● Task to carry out
Where does the word "BulkDelete" occur in the data below? Copy each line that holds it.

● Dataset entries

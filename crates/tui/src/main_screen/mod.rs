use anyhow::Result;
use camino::Utf8PathBuf;
use coursedir_client::{storage::Storage, Client};
use crossterm::event::{KeyCode, KeyEvent, KeyModifiers};
use log::{debug, error, warn};
use ratatui::{
    prelude::{Constraint, Direction, Layout, Rect},
    text::Text,
    widgets::{Block, Borders, Clear, Paragraph},
    Frame,
};

use crate::{
    config::Config,
    event::{Event, EventBus},
    store::{Failure, FailureKind, Notice, Op, Store, Worker},
    styles::{error_text, success_text},
    widgets::centered,
    ExitState, Screen,
};

pub mod panes;
use panes::{Document, Navigation, Pane, Viewer};

/// An action that a [`Pane`] can request to be taken
pub enum Action {
    /// Do nothing
    None,

    /// Quit the application
    Exit,

    /// Tell the viewer to show something, and focus the viewer
    Show(Document),

    /// Focus the navigation pane
    FocusNavigation,

    /// Display the given text at the bottom of the screen
    Flash(Text<'static>),

    /// Save the visible courses to a sheet in the export directory
    Export,
}

impl Action {
    /// Tell the user an action couldn't be started
    pub fn refused(op: Op, f: Failure) -> Self {
        debug!("refused {:?}: {}", op, f);
        Action::Flash(error_text(op.failure_text(&f)))
    }
}

impl Op {
    /// What's happening while this is in progress
    fn progress_text(self) -> &'static str {
        match self {
            Op::Load => "Loading",
            Op::CreateCourse => "Creating course",
            Op::UpdateCourse => "Saving course",
            Op::DeleteCourse => "Deleting course",
            Op::BulkDelete => "Deleting courses",
            Op::ImportCourses => "Importing courses",
            Op::ExportCourses => "Exporting courses",
            Op::CreateCenter => "Creating school",
            Op::UpdateCenter => "Saving school",
            Op::DeleteCenter => "Deleting school",
            Op::OpenLogo => "Opening logo",
            Op::CreateTerm => "Adding entry",
            Op::DeleteTerm => "Deleting entry",
            Op::UpdateReview => "Saving review",
            Op::DeleteReview => "Deleting review",
            Op::CreateProduct => "Creating product",
            Op::DeleteProduct => "Deleting product",
        }
    }

    fn success_text(self) -> &'static str {
        match self {
            Op::Load | Op::OpenLogo | Op::ExportCourses => "Done.",
            Op::CreateCourse => "Course created.",
            Op::UpdateCourse => "Course saved.",
            Op::DeleteCourse => "Course deleted.",
            Op::BulkDelete => "All courses deleted.",
            Op::ImportCourses => "All rows imported.",
            Op::CreateCenter => "School created.",
            Op::UpdateCenter => "School saved.",
            Op::DeleteCenter => "School deleted.",
            Op::CreateTerm => "Entry added.",
            Op::DeleteTerm => "Entry deleted.",
            Op::UpdateReview => "Review saved.",
            Op::DeleteReview => "Review deleted.",
            Op::CreateProduct => "Product created.",
            Op::DeleteProduct => "Product deleted.",
        }
    }

    /// A message for the user. Only preconditions say what actually went wrong, since they're
    /// ours; anything else is generic and the details are in the log.
    pub fn failure_text(self, failure: &Failure) -> String {
        match failure.kind {
            FailureKind::Precondition => failure.message.clone(),
            FailureKind::Auth => {
                "Not authorised. Check your id token and restart.".to_string()
            }
            FailureKind::Parse => "That file couldn't be understood.".to_string(),
            FailureKind::Io => "That file couldn't be read or written.".to_string(),
            FailureKind::Remote => match self {
                Op::BulkDelete => "Some courses couldn't be deleted.".to_string(),
                Op::ImportCourses => "Some rows couldn't be imported.".to_string(),
                Op::Load => "Couldn't load data. Press r to try again.".to_string(),
                op => format!("{} failed.", op.progress_text()),
            },
        }
    }
}

/// The main screen of the application
/// The bulk of the UI logic is handled by the [`self::panes`], this just contains shared state.
pub struct MainScreen {
    /// Underlying data store,
    store: Store,

    /// UI Components & State
    navigation: Navigation,
    viewer: Viewer,
    viewer_focused: bool,

    flash: FlashBar,
    export_dir: Utf8PathBuf,
}

/// The message line at the bottom of the screen
#[derive(Debug, Default)]
struct FlashBar {
    text: Text<'static>,

    /// Set while showing an error from the store, which success messages mustn't replace until
    /// the user has pressed a key.
    holding_error: bool,
}

impl FlashBar {
    fn set(&mut self, text: Text<'static>) {
        self.text = text;
        self.holding_error = false;
    }

    fn error(&mut self, text: Text<'static>) {
        self.text = text;
        self.holding_error = true;
    }

    fn success(&mut self, text: Text<'static>) {
        if !self.holding_error {
            self.text = text;
        }
    }

    fn clear(&mut self) {
        self.set(Text::default());
    }
}

impl MainScreen {
    /// Connect to the backend described by `config`, and start loading
    pub fn new(events: &EventBus, config: &Config) -> Result<Self> {
        let client = Client::new(config.endpoint.clone(), config.credentials())?;
        if client.creds.id_token.is_none() {
            warn!("no id token, so changes will be refused");
        }
        let storage = Storage::new(client.clone(), config.storage_endpoint.clone());

        let mut store = Store::new(Worker::spawn_on(events, client, storage));
        store.fetch_all();

        Ok(Self {
            store,
            navigation: Navigation::default(),
            viewer: Viewer::default(),
            viewer_focused: false,
            flash: FlashBar::default(),
            export_dir: config.export_dir(),
        })
    }

    fn perform(&mut self, action: Action) -> ExitState {
        match action {
            Action::None => (),
            Action::Exit => return ExitState::Quit,
            Action::Show(doc) => {
                self.viewer.show(doc, &mut self.store);
                self.viewer_focused = true;
            }
            Action::FocusNavigation => self.viewer_focused = false,
            Action::Flash(s) => self.flash.set(s),
            Action::Export => {
                let text = match self.store.export_courses_csv(&self.export_dir) {
                    Ok(path) => success_text(format!("Exported to {}", path)),
                    Err(f) => {
                        error!("export failed: {}", f);
                        error_text(Op::ExportCourses.failure_text(&f))
                    }
                };
                self.flash.set(text);
            }
        };

        ExitState::Running
    }

    /// Turn something the store told us into what the user sees
    fn notice(&mut self, notice: Notice) -> Action {
        match notice {
            Notice::Done(op) => {
                self.flash.success(success_text(op.success_text()));
                match op {
                    Op::CreateCourse | Op::UpdateCourse | Op::ImportCourses => {
                        Action::Show(Document::Courses)
                    }
                    Op::CreateCenter | Op::UpdateCenter => {
                        self.viewer.show(Document::Welcome, &mut self.store);
                        Action::FocusNavigation
                    }
                    Op::CreateProduct => Action::Show(Document::Products),
                    _ => Action::None,
                }
            }
            Notice::Failed(op, f) => {
                error!("{:?} failed: {}", op, f);
                self.flash.error(error_text(op.failure_text(&f)));
                Action::None
            }
            Notice::OpenUrl(url) => match open::that(&url) {
                Ok(()) => Action::None,
                Err(e) => {
                    error!("error opening {}: {}", url, e);
                    Action::Flash(error_text("Couldn't open a browser."))
                }
            },
        }
    }
}

impl Screen for MainScreen {
    fn draw(&mut self, frame: &mut Frame) {
        let size = frame.size();
        if size.width < 4 || size.height < 4 {
            return;
        }

        // Add margin for borders
        let content_rect = Rect {
            x: size.x + 1,
            y: size.y + 1,
            width: size.width - 2,
            height: size.height - 2,
        };

        // 30/70 split the two panes
        let layout = Layout::new(
            Direction::Horizontal,
            [
                Constraint::Percentage(30),
                Constraint::Length(1),
                Constraint::Percentage(70),
            ],
        )
        .split(content_rect);

        self.navigation.draw(&self.store, frame, layout[0]);
        self.viewer.draw(&self.store, frame, layout[2]);

        // Draw a focus rectangle around one of them.
        let focus_rect = if !self.viewer_focused {
            Rect {
                x: size.x,
                y: size.y,
                width: layout[2].x - size.x,
                height: size.height,
            }
        } else {
            Rect {
                x: layout[1].x,
                y: size.y,
                width: size.width - layout[1].x,
                height: size.height,
            }
        };

        frame.render_widget(Block::default().borders(Borders::ALL), focus_rect);

        if let Some(op) = self.store.busy() {
            let area = centered(layout[2], 40, 3);
            frame.render_widget(Clear, area);
            frame.render_widget(
                Paragraph::new(format!("{}...", op.progress_text()))
                    .block(Block::default().borders(Borders::ALL)),
                area,
            );
        }

        let bottom_bar = Paragraph::new(self.flash.text.clone());
        frame.render_widget(
            bottom_bar,
            Rect {
                x: layout[2].x + 1,
                y: size.height.saturating_sub(1),
                width: layout[2].width.saturating_sub(1),
                height: 1,
            },
        )
    }

    /// Handle the given event
    fn handle_event(&mut self, event: Event) -> Result<ExitState> {
        // C-C always exits
        if matches!(
            event,
            Event::Key(KeyEvent {
                code: KeyCode::Char('c') | KeyCode::Char('C'),
                modifiers: KeyModifiers::CONTROL,
                ..
            })
        ) {
            return Ok(ExitState::Quit);
        }

        // Dispatch to pane or store
        let action = match event {
            Event::Store(s) => match self.store.event(s) {
                Some(notice) => self.notice(notice),
                None => Action::None,
            },
            Event::Resize => Action::None,

            // nothing new can start until the current mutation is done
            Event::Key(_) if self.store.busy().is_some() => Action::None,
            key => {
                self.flash.clear();
                match self.viewer_focused {
                    true => self.viewer.handle_event(&mut self.store, key),
                    false => self.navigation.handle_event(&mut self.store, key),
                }
            }
        };

        Ok(self.perform(action))
    }
}

#[cfg(test)]
mod tests {
    use super::*;
    use pretty_assertions::assert_eq;

    #[test]
    fn reload_error_outlives_the_success_after_it() {
        let mut flash = FlashBar::default();
        flash.error(error_text("Couldn't load data. Press r to try again."));
        flash.success(success_text("Course created."));
        assert_eq!(
            flash.text,
            error_text("Couldn't load data. Press r to try again.")
        );

        flash.clear();
        flash.success(success_text("Course saved."));
        assert_eq!(flash.text, success_text("Course saved."));
    }

    #[test]
    fn pane_messages_replace_errors() {
        let mut flash = FlashBar::default();
        flash.error(error_text("Deleting course failed."));
        flash.set(Text::raw("Reloading..."));
        flash.success(success_text("Done."));
        assert_eq!(flash.text, success_text("Done."));
    }
}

● Solution
            Op::BulkDelete => "Deleting courses",
            Op::BulkDelete => "All courses deleted.",
                Op::BulkDelete => "Some courses couldn't be deleted.".to_string(),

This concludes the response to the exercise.